2.6 A simple working example

We will illustrate some conceptual differences between the Bayesian and Frequentist statistical approaches by performing inference on a random sample $\mathbf{Y} = [Y_1, Y_2, \dots, Y_N]$ , where $Y_i \stackrel{iid}{\sim} N(\mu, \sigma^2)$ for $i = 1, 2, \dots, N$ .

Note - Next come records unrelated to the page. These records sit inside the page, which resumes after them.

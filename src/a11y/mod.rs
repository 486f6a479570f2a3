//! Accessibility Attribute Normalizer - ARIA roles for icon subtrees
//!
//! Icon components wrap inline SVG markup that screen readers otherwise
//! misreport. Given a subtree description and a decorative/functional
//! classification, this module plans the role/hidden/label attributes the
//! subtree should carry:
//! - decorative icons become presentational and hidden
//! - functional icons get an explicit or auto-detected role, a fallback
//!   `aria-label`, and keyboard reachability when they act as buttons
//! - the inner SVG elements themselves are always stripped of their own role
//!
//! The normalization is idempotent; hosts re-plan on every update of the
//! owning component, including after subtree mutations.
//!
//! # Example
//!
//! ```ignore
//! use spark_widgets::a11y::{normalize, Element, IconAria};
//!
//! let mut icon = Element::new("span").with_child(Element::new("svg"));
//! normalize(&mut icon, &IconAria { decorative: true, ..Default::default() });
//!
//! assert_eq!(icon.attr("role"), Some("presentation"));
//! assert_eq!(icon.attr("aria-hidden"), Some("true"));
//! ```

pub mod tree;

pub use tree::{apply, AttrEdit, Element};

use bitflags::bitflags;

/// Fallback label for icons resolved as buttons.
const DEFAULT_BUTTON_LABEL: &str = "icon button";

/// Fallback label for non-button functional icons.
const DEFAULT_ICON_LABEL: &str = "icon";

/// Resolved ARIA role for an icon root.
#[derive(Debug, Clone, Copy, PartialEq, Eq)]
pub enum IconRole {
    Presentation,
    Img,
    Button,
}

impl IconRole {
    pub fn as_str(self) -> &'static str {
        match self {
            Self::Presentation => "presentation",
            Self::Img => "img",
            Self::Button => "button",
        }
    }
}

/// Classification of an icon subtree, read-only per invocation.
#[derive(Debug, Clone, Default)]
pub struct IconAria {
    /// Purely visual: hide the subtree from assistive technology.
    pub decorative: bool,
    /// Explicit role; wins over auto-detection.
    pub role: Option<IconRole>,
    /// Resolve to `button` when the root shows interactivity signals.
    pub auto_detect_button: bool,
}

bitflags! {
    /// Signals that an icon root behaves interactively.
    #[derive(Debug, Clone, Copy, PartialEq, Eq)]
    pub struct InteractivitySignals: u8 {
        const TAB_INDEX = 1;
        const CLICK_HANDLER = 1 << 1;
        const KEY_HANDLER = 1 << 2;
        /// Framework event-binding attributes (`@click`, `v-on:...`).
        const FRAMEWORK_BINDING = 1 << 3;
    }
}

/// Inspect the root element for interactivity signals.
pub fn detect_interactivity(root: &Element) -> InteractivitySignals {
    let mut signals = InteractivitySignals::empty();

    if root.has_attr("tabindex") {
        signals |= InteractivitySignals::TAB_INDEX;
    }
    for name in root.attr_names() {
        match name {
            "onclick" | "ondblclick" => signals |= InteractivitySignals::CLICK_HANDLER,
            "onkeydown" | "onkeyup" | "onkeypress" => {
                signals |= InteractivitySignals::KEY_HANDLER;
            }
            _ if name.starts_with('@') || name.starts_with("v-on:") => {
                signals |= InteractivitySignals::FRAMEWORK_BINDING;
            }
            _ => {}
        }
    }

    signals
}

fn resolve_role(root: &Element, config: &IconAria) -> IconRole {
    if let Some(role) = config.role {
        return role;
    }
    if config.auto_detect_button && !detect_interactivity(root).is_empty() {
        return IconRole::Button;
    }
    IconRole::Img
}

/// Plan the attribute edits that normalize an icon subtree.
///
/// Returns an empty plan when the root has no SVG descendant. The root is
/// addressed by the empty path, SVG descendants by their child-index paths.
pub fn plan(root: &Element, config: &IconAria) -> Vec<AttrEdit> {
    let svg_paths = root.descendant_paths_by_tag("svg");
    if svg_paths.is_empty() {
        return Vec::new();
    }

    let mut edits = Vec::new();
    let root_path: Vec<usize> = Vec::new();

    if config.decorative {
        edits.push(AttrEdit::set(root_path.clone(), "role", "presentation"));
        edits.push(AttrEdit::set(root_path, "aria-hidden", "true"));
    } else {
        let role = resolve_role(root, config);
        edits.push(AttrEdit::set(root_path.clone(), "role", role.as_str()));

        // Never clobber an author-provided label
        if !root.has_attr("aria-label") {
            let label = if role == IconRole::Button {
                DEFAULT_BUTTON_LABEL
            } else {
                DEFAULT_ICON_LABEL
            };
            edits.push(AttrEdit::set(root_path.clone(), "aria-label", label));
        }

        edits.push(AttrEdit::remove(root_path.clone(), "aria-hidden"));

        if role == IconRole::Button && !root.has_attr("tabindex") {
            edits.push(AttrEdit::set(root_path, "tabindex", "0"));
        }
    }

    // The SVG elements never carry their own role; their hidden state
    // follows the classification.
    for path in svg_paths {
        edits.push(AttrEdit::remove(path.clone(), "role"));
        if config.decorative {
            edits.push(AttrEdit::set(path, "aria-hidden", "true"));
        } else {
            edits.push(AttrEdit::remove(path, "aria-hidden"));
        }
    }

    edits
}

/// Plan and apply in one step, for hosts whose tree lives in this
/// representation.
pub fn normalize(root: &mut Element, config: &IconAria) {
    let edits = plan(root, config);
    apply(root, &edits);
}

// =============================================================================
// TESTS
// =============================================================================

#[cfg(test)]
mod tests {
    use super::*;

    fn icon_root() -> Element {
        Element::new("span").with_child(
            Element::new("svg")
                .with_attr("role", "img")
                .with_attr("viewBox", "0 0 24 24"),
        )
    }

    #[test]
    fn test_no_svg_is_noop() {
        let root = Element::new("span").with_child(Element::new("img"));
        let config = IconAria {
            decorative: true,
            ..Default::default()
        };
        assert!(plan(&root, &config).is_empty());
    }

    #[test]
    fn test_decorative_path() {
        let mut root = icon_root();
        normalize(
            &mut root,
            &IconAria {
                decorative: true,
                ..Default::default()
            },
        );

        assert_eq!(root.attr("role"), Some("presentation"));
        assert_eq!(root.attr("aria-hidden"), Some("true"));

        let svg = root.node_at(&[0]).unwrap();
        assert!(!svg.has_attr("role"));
        assert_eq!(svg.attr("aria-hidden"), Some("true"));
    }

    #[test]
    fn test_default_role_is_img() {
        let mut root = icon_root();
        normalize(&mut root, &IconAria::default());

        assert_eq!(root.attr("role"), Some("img"));
        assert_eq!(root.attr("aria-label"), Some("icon"));
        assert!(!root.has_attr("aria-hidden"));
        assert!(!root.has_attr("tabindex"));
    }

    #[test]
    fn test_explicit_role_wins_over_auto_detection() {
        let mut root = icon_root().with_attr("onclick", "");
        normalize(
            &mut root,
            &IconAria {
                role: Some(IconRole::Img),
                auto_detect_button: true,
                ..Default::default()
            },
        );

        assert_eq!(root.attr("role"), Some("img"));
        assert!(!root.has_attr("tabindex"));
    }

    #[test]
    fn test_auto_detected_button() {
        let mut root = icon_root().with_attr("@click", "toggle");
        normalize(
            &mut root,
            &IconAria {
                auto_detect_button: true,
                ..Default::default()
            },
        );

        assert_eq!(root.attr("role"), Some("button"));
        assert_eq!(root.attr("aria-label"), Some("icon button"));
        assert_eq!(root.attr("tabindex"), Some("0"));
    }

    #[test]
    fn test_button_keeps_existing_tabindex() {
        let mut root = icon_root().with_attr("tabindex", "-1");
        normalize(
            &mut root,
            &IconAria {
                auto_detect_button: true,
                ..Default::default()
            },
        );

        assert_eq!(root.attr("role"), Some("button"));
        assert_eq!(root.attr("tabindex"), Some("-1"));
    }

    #[test]
    fn test_existing_label_preserved() {
        let mut root = icon_root().with_attr("aria-label", "Close dialog");
        normalize(&mut root, &IconAria::default());

        assert_eq!(root.attr("aria-label"), Some("Close dialog"));
    }

    #[test]
    fn test_functional_path_unhides() {
        let mut root = icon_root().with_attr("aria-hidden", "true");
        normalize(&mut root, &IconAria::default());

        assert!(!root.has_attr("aria-hidden"));
        let svg = root.node_at(&[0]).unwrap();
        assert!(!svg.has_attr("aria-hidden"));
        assert!(!svg.has_attr("role"));
    }

    #[test]
    fn test_detect_interactivity() {
        let root = Element::new("span");
        assert!(detect_interactivity(&root).is_empty());

        let root = Element::new("span")
            .with_attr("tabindex", "0")
            .with_attr("onkeydown", "")
            .with_attr("v-on:click", "go");
        let signals = detect_interactivity(&root);
        assert!(signals.contains(InteractivitySignals::TAB_INDEX));
        assert!(signals.contains(InteractivitySignals::KEY_HANDLER));
        assert!(signals.contains(InteractivitySignals::FRAMEWORK_BINDING));
        assert!(!signals.contains(InteractivitySignals::CLICK_HANDLER));
    }

    #[test]
    fn test_idempotent() {
        for config in [
            IconAria {
                decorative: true,
                ..Default::default()
            },
            IconAria::default(),
            IconAria {
                auto_detect_button: true,
                ..Default::default()
            },
            IconAria {
                role: Some(IconRole::Button),
                ..Default::default()
            },
        ] {
            let mut root = icon_root();
            normalize(&mut root, &config);
            let once = root.clone();
            normalize(&mut root, &config);
            assert_eq!(root, once);
        }
    }

    #[test]
    fn test_nested_svgs_all_normalized() {
        let mut root = Element::new("span")
            .with_child(Element::new("svg"))
            .with_child(Element::new("div").with_child(Element::new("svg").with_attr("role", "img")));

        normalize(
            &mut root,
            &IconAria {
                decorative: true,
                ..Default::default()
            },
        );

        for path in [vec![0], vec![1, 0]] {
            let svg = root.node_at(&path).unwrap();
            assert!(!svg.has_attr("role"));
            assert_eq!(svg.attr("aria-hidden"), Some("true"));
        }
    }
}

In particular, we set $\pi(\mu, \sigma) = \pi(\mu) \pi(\sigma) \propto \frac{1}{\sigma}$ . This is a standard non-informative improper prior (Jeffreys prior, see Chapter 3). That is, this prior is perfectly compatible with the sample information. Additionally, we assume independent priors for $\mu$ and $\sigma$ .

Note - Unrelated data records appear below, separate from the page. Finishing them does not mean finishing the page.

//! Local tier of the poll store: meeting id -> polls, for the life of the
//! process.

use std::collections::{BTreeMap, HashSet};

use crate::ids::{MeetingId, PollId};
use crate::poll::{Poll, PollPartition};

#[derive(Debug, Default)]
pub struct PollCache {
    polls: BTreeMap<MeetingId, Vec<Poll>>,
    /// Polls whose remote create failed; they only exist here.
    unsynced: HashSet<PollId>,
}

impl PollCache {
    pub fn new() -> Self {
        Self::default()
    }

    pub fn contains_meeting(&self, meeting_id: &MeetingId) -> bool {
        self.polls.contains_key(meeting_id)
    }

    pub fn polls(&self, meeting_id: &MeetingId) -> &[Poll] {
        self.polls.get(meeting_id).map(Vec::as_slice).unwrap_or(&[])
    }

    pub fn partition(&self, meeting_id: &MeetingId) -> PollPartition {
        PollPartition::from_polls(self.polls(meeting_id))
    }

    pub fn snapshot(&self) -> &BTreeMap<MeetingId, Vec<Poll>> {
        &self.polls
    }

    /// Look a poll up in any meeting.
    pub fn find(&self, poll_id: &PollId) -> Option<&Poll> {
        self.polls.values().flatten().find(|p| &p.id == poll_id)
    }

    pub fn find_mut(&mut self, poll_id: &PollId) -> Option<&mut Poll> {
        self.polls.values_mut().flatten().find(|p| &p.id == poll_id)
    }

    /// Install polls read back from the durable mirror. Polls with a
    /// client-generated id are assumed never to have reached the backend.
    pub fn seed_meeting(&mut self, meeting_id: &MeetingId, polls: Vec<Poll>) {
        for poll in polls.iter().filter(|p| p.is_local_id()) {
            self.unsynced.insert(poll.id.clone());
        }
        self.polls.insert(meeting_id.clone(), polls);
    }

    pub fn insert(&mut self, poll: Poll) {
        self.polls
            .entry(poll.meeting_id.clone())
            .or_default()
            .push(poll);
    }

    pub fn mark_unsynced(&mut self, poll_id: &PollId) {
        self.unsynced.insert(poll_id.clone());
    }

    pub fn is_unsynced(&self, poll_id: &PollId) -> bool {
        self.unsynced.contains(poll_id)
    }

    /// Swap the entry `previous_id` for the server's record, which may carry
    /// a different id. Ledger entries of voters the server still lists are
    /// kept. If the local entry is gone, the record is appended.
    pub fn replace(&mut self, previous_id: &PollId, mut canonical: Poll) {
        self.unsynced.remove(previous_id);
        self.unsynced.remove(&canonical.id);

        if let Some(slot) = self.find_mut(previous_id) {
            canonical.adopt_ballots(slot);
            *slot = canonical;
        } else {
            self.insert(canonical);
        }
    }

    /// Install the server's list for a meeting.
    ///
    /// With `keep_unsynced`, polls that never reached the backend are kept
    /// after the server's entries; everything else cached for the meeting is
    /// dropped. Without it the server list is taken as is.
    pub fn replace_meeting(
        &mut self,
        meeting_id: &MeetingId,
        server_polls: Vec<Poll>,
        keep_unsynced: bool,
    ) {
        let previous = self.polls.remove(meeting_id).unwrap_or_default();

        let mut merged: Vec<Poll> = server_polls
            .into_iter()
            .map(|mut p| {
                if let Some(old) = previous.iter().find(|old| old.id == p.id) {
                    p.adopt_ballots(old);
                }
                p
            })
            .collect();

        for poll in previous {
            if !self.unsynced.contains(&poll.id) {
                continue;
            }
            if keep_unsynced && !merged.iter().any(|p| p.id == poll.id) {
                merged.push(poll);
            } else {
                self.unsynced.remove(&poll.id);
            }
        }

        self.polls.insert(meeting_id.clone(), merged);
    }

    /// Forget every poll of a meeting.
    pub fn clear_meeting(&mut self, meeting_id: &MeetingId) -> Vec<Poll> {
        let removed = self.polls.remove(meeting_id).unwrap_or_default();
        for poll in &removed {
            self.unsynced.remove(&poll.id);
        }
        removed
    }
}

$\begin{aligned} \pi(\mu,\sigma|\mathbf{y}) &\propto \frac{1}{\sigma}\times (\sigma^2)^{-N/2}\exp\left\{-\frac{1}{2\sigma^2}\sum_{i=1}^N (y_i-\mu)^2\right\} \\ &= \frac{1}{\sigma}\times (\sigma^2)^{-N/2}\exp\left\{-\frac{1}{2\sigma^2}\sum_{i=1}^N \left((y_i-\bar{y}) - (\mu-\bar{y})\right)^2\right\} \\ &= \frac{1}{\sigma}\exp\left\{-\frac{N}{2\sigma^2}(\mu-\bar{y})^2\right\}\times (\sigma)^{-N}\exp\left\{-\frac{1}{2\sigma^2}\sum_{i=1}^N (y_i-\bar{y})^2\right\} \\ &= \frac{1}{\sigma}\exp\left\{-\frac{N}{2\sigma^2}(\mu-\bar{y})^2\right\}\times (\sigma)^{-(\alpha_n+1)}\exp\left\{-\frac{\alpha_n\hat{\sigma}^2}{2\sigma^2}\right\}, \end{aligned}$

where $\bar{y} = \frac{\sum_{i=1}^N y_i}{N}$ , $\alpha_n = N-1$ , and $\hat{\sigma}^2 = \frac{\sum_{i=1}^N (y_i-\bar{y})^2}{N-1}$ .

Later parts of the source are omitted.